Five Nephews
All Trusts are not Created Equal
Upon Sarah Winchester’s death, her nieces and nephews received monthly income for life from separate $50,000 trust funds. The children and grandchildren of Winchester’s nieces also received monthly stipends from smaller trusts. The children and grandchildren of the nephews were not included. It would be pure speculation to imagine Mrs. Winchester’s reasoning. But I will tell you about the nephews.
Of Sarah Winchester’s five nephews, two were named William, one was a lawyer, one a physician (although he turned to acting), there was a teamster, a druggist, and a sporting goods dealer. Each married at least once, three had children, and two borrowed money from Aunt Sarah (their $50,000 trust funds were reduced).
The nephew Mrs. Winchester saw most often was William ”Willie” Winchester Merriman (1872-1959), her sister Belle’s son who was named after Sarah’s husband. Throughout the 1890s, he lived at the Mountain View ranch with his parents even as his sister, Daisy, moved in with Aunt Sarah. He worked as a farm laborer and a teamster, hauling crops for neighboring farmers. The ranch foreman at Winchester’s San José place made notations when Willie made pickups or deliveries. By the turn of the century, Willie was working in San Francisco for the Winchester Repeating Arms Company. He married twice but did not have children. He moved often, living besides Mountain View and San Francisco, in San José, Pacific Grove, Los Gatos, and San Diego.

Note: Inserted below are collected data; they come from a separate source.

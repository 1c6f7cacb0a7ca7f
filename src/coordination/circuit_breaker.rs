//! Dependency Circuit Breaker
//!
//! One breaker per monitored dependency, fed by probe outcomes. The
//! breaker never calls the dependency itself; it only tracks whether
//! callers should avoid it.
//!
//! ```text
//! Closed   -> Open:     failure_count >= failure_threshold
//! Open     -> HalfOpen: recovery_timeout elapsed since opening
//! HalfOpen -> Closed:   healthy probe (failure_count reset to 0)
//! HalfOpen -> Open:     unhealthy probe
//! ```

use chrono::{DateTime, Utc};
use serde::{Deserialize, Serialize};
use std::time::Duration;
use tracing::{debug, info, warn};

use crate::domain::HealthStatus;

/// Circuit breaker states
#[derive(Debug, Clone, Copy, PartialEq, Eq, Hash, Serialize, Deserialize)]
#[serde(rename_all = "snake_case")]
pub enum CircuitState {
    /// Normal operation
    Closed,
    /// Failure threshold exceeded - calls should be short-circuited
    Open,
    /// Recovery window elapsed - next probe decides
    HalfOpen,
}

impl CircuitState {
    pub fn as_str(&self) -> &'static str {
        match self {
            CircuitState::Closed => "closed",
            CircuitState::Open => "open",
            CircuitState::HalfOpen => "half_open",
        }
    }

    /// Gauge value used by the metrics endpoint
    pub fn gauge(&self) -> u8 {
        match self {
            CircuitState::Closed => 0,
            CircuitState::HalfOpen => 1,
            CircuitState::Open => 2,
        }
    }
}

impl std::fmt::Display for CircuitState {
    fn fmt(&self, f: &mut std::fmt::Formatter<'_>) -> std::fmt::Result {
        f.write_str(self.as_str())
    }
}

/// Configuration for a dependency circuit breaker
#[derive(Debug, Clone, Copy, PartialEq, Eq)]
pub struct CircuitBreakerConfig {
    /// Number of unhealthy probes (net of recovery credit) to trip the circuit
    pub failure_threshold: u32,
    /// Time to wait before transitioning from Open to HalfOpen
    pub recovery_timeout: Duration,
}

impl Default for CircuitBreakerConfig {
    fn default() -> Self {
        Self {
            failure_threshold: 5,
            recovery_timeout: Duration::from_secs(60),
        }
    }
}

/// Trip reasons for the circuit breaker
#[derive(Debug, Clone, PartialEq, Eq)]
pub enum TripReason {
    ConsecutiveFailures(u32),
    HalfOpenProbeFailed,
    ManualTrip,
}

impl std::fmt::Display for TripReason {
    fn fmt(&self, f: &mut std::fmt::Formatter<'_>) -> std::fmt::Result {
        match self {
            TripReason::ConsecutiveFailures(n) => write!(f, "{} consecutive failures", n),
            TripReason::HalfOpenProbeFailed => write!(f, "trial probe failed while half-open"),
            TripReason::ManualTrip => write!(f, "circuit break action"),
        }
    }
}

/// A state change reported by [`CircuitBreaker::update`]
#[derive(Debug, Clone, Copy, PartialEq, Eq)]
pub struct BreakerTransition {
    pub from: CircuitState,
    pub to: CircuitState,
}

/// Point-in-time copy of a breaker, as exposed to readers
#[derive(Debug, Clone, PartialEq, Eq, Serialize, Deserialize)]
pub struct CircuitBreakerState {
    pub state: CircuitState,
    pub failure_count: u32,
    pub last_failure: Option<DateTime<Utc>>,
    pub opened_at: Option<DateTime<Utc>>,
    pub total_trips: u64,
    pub failure_threshold: u32,
    #[serde(rename = "recovery_timeout_ms", with = "crate::domain::duration_ms")]
    pub recovery_timeout: Duration,
}

/// Circuit breaker for one dependency
#[derive(Debug, Clone)]
pub struct CircuitBreaker {
    name: String,
    config: CircuitBreakerConfig,
    state: CircuitState,
    failure_count: u32,
    last_failure: Option<DateTime<Utc>>,
    opened_at: Option<DateTime<Utc>>,
    total_trips: u64,
}

impl CircuitBreaker {
    /// Create a closed breaker
    pub fn new(name: impl Into<String>, config: CircuitBreakerConfig) -> Self {
        Self {
            name: name.into(),
            config,
            state: CircuitState::Closed,
            failure_count: 0,
            last_failure: None,
            opened_at: None,
            total_trips: 0,
        }
    }

    pub fn state(&self) -> CircuitState {
        self.state
    }

    pub fn failure_count(&self) -> u32 {
        self.failure_count
    }

    /// Feed one probe outcome into the state machine.
    ///
    /// An open breaker whose recovery window has elapsed moves to
    /// half-open and the outcome is otherwise ignored: the next probe is
    /// the trial.
    pub fn update(&mut self, status: HealthStatus, now: DateTime<Utc>) -> Option<BreakerTransition> {
        let from = self.state;

        if self.state == CircuitState::Open && self.recovery_elapsed(now) {
            self.state = CircuitState::HalfOpen;
            info!("Circuit breaker for {} transitioning to HALF-OPEN", self.name);
            return Some(BreakerTransition {
                from,
                to: CircuitState::HalfOpen,
            });
        }

        match status {
            HealthStatus::Unhealthy => {
                self.failure_count = self.failure_count.saturating_add(1);
                self.last_failure = Some(now);
                debug!("{} failure #{}", self.name, self.failure_count);

                match self.state {
                    CircuitState::HalfOpen => self.trip(TripReason::HalfOpenProbeFailed, now),
                    CircuitState::Closed if self.failure_count >= self.config.failure_threshold => {
                        self.trip(TripReason::ConsecutiveFailures(self.failure_count), now)
                    }
                    _ => {}
                }
            }
            HealthStatus::Healthy => match self.state {
                CircuitState::HalfOpen => self.close(),
                // Gradual recovery credit
                CircuitState::Closed => {
                    self.failure_count = self.failure_count.saturating_sub(1);
                }
                CircuitState::Open => {}
            },
            HealthStatus::Degraded | HealthStatus::Unknown => {}
        }

        (self.state != from).then_some(BreakerTransition {
            from,
            to: self.state,
        })
    }

    /// Open the circuit regardless of the failure count.
    ///
    /// The count is raised to the threshold so an open breaker always
    /// carries at least `failure_threshold` failures.
    pub fn force_open(&mut self, now: DateTime<Utc>) {
        self.failure_count = self.failure_count.max(self.config.failure_threshold);
        self.last_failure = Some(now);
        self.trip(TripReason::ManualTrip, now);
    }

    /// Force close the circuit (manual reset)
    pub fn reset(&mut self) {
        self.close();
        self.last_failure = None;
        warn!("Circuit breaker for {} force-closed", self.name);
    }

    pub fn snapshot(&self) -> CircuitBreakerState {
        CircuitBreakerState {
            state: self.state,
            failure_count: self.failure_count,
            last_failure: self.last_failure,
            opened_at: self.opened_at,
            total_trips: self.total_trips,
            failure_threshold: self.config.failure_threshold,
            recovery_timeout: self.config.recovery_timeout,
        }
    }

    fn trip(&mut self, reason: TripReason, now: DateTime<Utc>) {
        if self.state != CircuitState::Open {
            self.state = CircuitState::Open;
            self.opened_at = Some(now);
            self.total_trips += 1;
            warn!("Circuit breaker for {} OPEN: {}", self.name, reason);
        }
    }

    fn close(&mut self) {
        self.state = CircuitState::Closed;
        self.failure_count = 0;
        self.opened_at = None;
        info!("Circuit breaker for {} CLOSED - normal operation resumed", self.name);
    }

    fn recovery_elapsed(&self, now: DateTime<Utc>) -> bool {
        self.opened_at
            .and_then(|opened| now.signed_duration_since(opened).to_std().ok())
            .is_some_and(|elapsed| elapsed >= self.config.recovery_timeout)
    }
}

#[cfg(test)]
mod tests {
    use super::*;
    use chrono::Duration as ChronoDuration;

    fn breaker(threshold: u32) -> CircuitBreaker {
        CircuitBreaker::new(
            "storage-service",
            CircuitBreakerConfig {
                failure_threshold: threshold,
                recovery_timeout: Duration::from_secs(60),
            },
        )
    }

    #[test]
    fn test_circuit_breaker_initial_state() {
        let cb = breaker(5);
        assert_eq!(cb.state(), CircuitState::Closed);
        assert_eq!(cb.failure_count(), 0);
    }

    #[test]
    fn test_circuit_breaker_trip_on_failures() {
        let mut cb = breaker(3);
        let now = Utc::now();

        assert_eq!(cb.update(HealthStatus::Unhealthy, now), None);
        assert_eq!(cb.update(HealthStatus::Unhealthy, now), None);
        assert_eq!(cb.state(), CircuitState::Closed);

        let transition = cb.update(HealthStatus::Unhealthy, now);
        assert_eq!(
            transition,
            Some(BreakerTransition {
                from: CircuitState::Closed,
                to: CircuitState::Open
            })
        );
        assert_eq!(cb.snapshot().opened_at, Some(now));
        assert_eq!(cb.snapshot().total_trips, 1);
    }

    #[test]
    fn test_healthy_gives_gradual_credit() {
        let mut cb = breaker(3);
        let now = Utc::now();

        cb.update(HealthStatus::Unhealthy, now);
        cb.update(HealthStatus::Unhealthy, now);
        cb.update(HealthStatus::Healthy, now);
        assert_eq!(cb.failure_count(), 1);

        // Credit never goes below zero
        cb.update(HealthStatus::Healthy, now);
        cb.update(HealthStatus::Healthy, now);
        assert_eq!(cb.failure_count(), 0);

        // Two more failures are not enough after the credit
        cb.update(HealthStatus::Unhealthy, now);
        cb.update(HealthStatus::Unhealthy, now);
        assert_eq!(cb.state(), CircuitState::Closed);
    }

    #[test]
    fn test_degraded_is_neutral() {
        let mut cb = breaker(2);
        let now = Utc::now();
        cb.update(HealthStatus::Unhealthy, now);
        cb.update(HealthStatus::Degraded, now);
        assert_eq!(cb.failure_count(), 1);
        assert_eq!(cb.state(), CircuitState::Closed);
    }

    #[test]
    fn test_open_stays_open_before_recovery_timeout() {
        let mut cb = breaker(1);
        let t0 = Utc::now();
        cb.update(HealthStatus::Unhealthy, t0);
        assert_eq!(cb.state(), CircuitState::Open);

        cb.update(HealthStatus::Healthy, t0 + ChronoDuration::seconds(30));
        assert_eq!(cb.state(), CircuitState::Open);
        assert_eq!(cb.failure_count(), 1);
    }

    #[test]
    fn test_recovery_round_trip_goes_through_half_open() {
        let mut cb = breaker(5);
        let t0 = Utc::now();
        for _ in 0..5 {
            cb.update(HealthStatus::Unhealthy, t0);
        }
        assert_eq!(cb.state(), CircuitState::Open);

        // Any sample after the window moves to HalfOpen, never straight to Closed
        let t1 = t0 + ChronoDuration::seconds(61);
        let transition = cb.update(HealthStatus::Healthy, t1);
        assert_eq!(transition.map(|t| t.to), Some(CircuitState::HalfOpen));
        assert_eq!(cb.state(), CircuitState::HalfOpen);

        cb.update(HealthStatus::Healthy, t1 + ChronoDuration::seconds(30));
        assert_eq!(cb.state(), CircuitState::Closed);
        assert_eq!(cb.failure_count(), 0);

        // Full threshold needed again
        for _ in 0..4 {
            cb.update(HealthStatus::Unhealthy, t1);
        }
        assert_eq!(cb.state(), CircuitState::Closed);
        cb.update(HealthStatus::Unhealthy, t1);
        assert_eq!(cb.state(), CircuitState::Open);
        assert_eq!(cb.snapshot().total_trips, 2);
    }

    #[test]
    fn test_unhealthy_sample_after_window_still_only_half_opens() {
        let mut cb = breaker(1);
        let t0 = Utc::now();
        cb.update(HealthStatus::Unhealthy, t0);

        cb.update(HealthStatus::Unhealthy, t0 + ChronoDuration::seconds(61));
        assert_eq!(cb.state(), CircuitState::HalfOpen);
    }

    #[test]
    fn test_half_open_failure_reopens() {
        let mut cb = breaker(2);
        let t0 = Utc::now();
        cb.update(HealthStatus::Unhealthy, t0);
        cb.update(HealthStatus::Unhealthy, t0);
        let t1 = t0 + ChronoDuration::seconds(60);
        cb.update(HealthStatus::Healthy, t1);
        assert_eq!(cb.state(), CircuitState::HalfOpen);

        let transition = cb.update(HealthStatus::Unhealthy, t1);
        assert_eq!(
            transition,
            Some(BreakerTransition {
                from: CircuitState::HalfOpen,
                to: CircuitState::Open
            })
        );
        assert!(cb.failure_count() >= 2);
        assert_eq!(cb.snapshot().opened_at, Some(t1));
    }

    #[test]
    fn test_force_open_keeps_threshold_invariant() {
        let mut cb = breaker(5);
        let now = Utc::now();
        cb.force_open(now);
        assert_eq!(cb.state(), CircuitState::Open);
        assert_eq!(cb.failure_count(), 5);

        cb.reset();
        assert_eq!(cb.state(), CircuitState::Closed);
        assert_eq!(cb.failure_count(), 0);
        assert!(cb.snapshot().last_failure.is_none());
    }

    #[test]
    fn test_failure_count_never_below_threshold_while_open() {
        let mut cb = breaker(3);
        let t0 = Utc::now();
        for step in 0..20 {
            let status = if step % 3 == 0 {
                HealthStatus::Healthy
            } else {
                HealthStatus::Unhealthy
            };
            cb.update(status, t0 + ChronoDuration::seconds(step * 10));
            if cb.state() == CircuitState::Open {
                assert!(cb.failure_count() >= 3);
            }
        }
    }
}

George L. Gerard (1869-1936) was the son of Winchester’s sister Estelle, and he came to California with his aunt, mother and sister after the acrimonious divorce of his parents. George became a druggist and spent his career in San Francisco where he was active in a pharmacists’ union. He married in 1905, but the couple did not have children. In around 1912, George filed for bankruptcy. It was somehow remedied, and he continued working in his field until his death at age 66.
Sarah Winchester’s sister, Nettie Sprague, had three sons. The eldest, Charles H Sprague (1856-1928) studied law at Boston University and practiced there for his long career. He married in 1877 and the couple had a daughter and a son. At the time of Charles’ early life, Aunt Sarah lived in nearby. There is little that connects them as their lives went on, particularly after she moved to California. At the time of Winchester’s death, Charles had two living children and one living grandchild.
William P. Sprague (1860-1934) visited Sarah Winchester at her ranch in San José on a few occasions. He was a physician who “developed an apparatus for the treatment of bronchial and pulmonary complaints.” (San Francisco Examiner, February 29, 1892.) By 1896, he had set aside his medical practice and joined a theatre company. “He has a right to be a Shakespearean impersonator,” claimed a favorable review. (SF Call Bulletin, February 13, 1896.) He explained that when he was a child, his father drilled him in elocution every morning and he had memorized passages of Shakespeare’s plays.
Dr. Sprague borrowed money from Aunt Sarah. There are a few versions of “the ask” and they are probably exaggerated. One said he cabled his aunt to say that his physician said he would die if he did not have $5,000 to take a rest at Carlsbad (California). As the story goes, she ignored the request, but when he turned up in person, she said to him, “So. You are not dead.” (San Jose Evening News, September 20, 1922). Dr. Sprague married twice but did not have children.
Goldwin “Goldie” Sprague (1869-1938) had moved to California with his parents and Aunt Sarah in 1885. After attending University of North Dakota when his father was president there, he returned to the East and married. He was an outdoors enthusiast, for a time was a bicycle dealer, and official papers named him as a manufacturer of skis. At the time of Sarah Winchester’s death he had two adopted children. (BTW, Winchester had early on instructed her lawyer to consider adopted children the “same as natural issue”).

We’ll never know Mrs. Winchester’s reasoning as to why her nephews’ children and grandchildren were not beneficiaries even though those of her nieces were. There is no record of complaint, and it is even possible the nephews never knew. What is certain is that Sarah Winchester left a pattern of precise analysis in financial matters, and it is likely that the estate was set up just as she wanted it.
I received a comment that it can be difficult to follow the network of related characters. It might help to see the chart entitled “Sarah Winchester’s Heirs” which appears in Captive of the Labyrinth [2022] p. 224.




very interesting......she probably thought the women would be better stewards of her fortune than the men!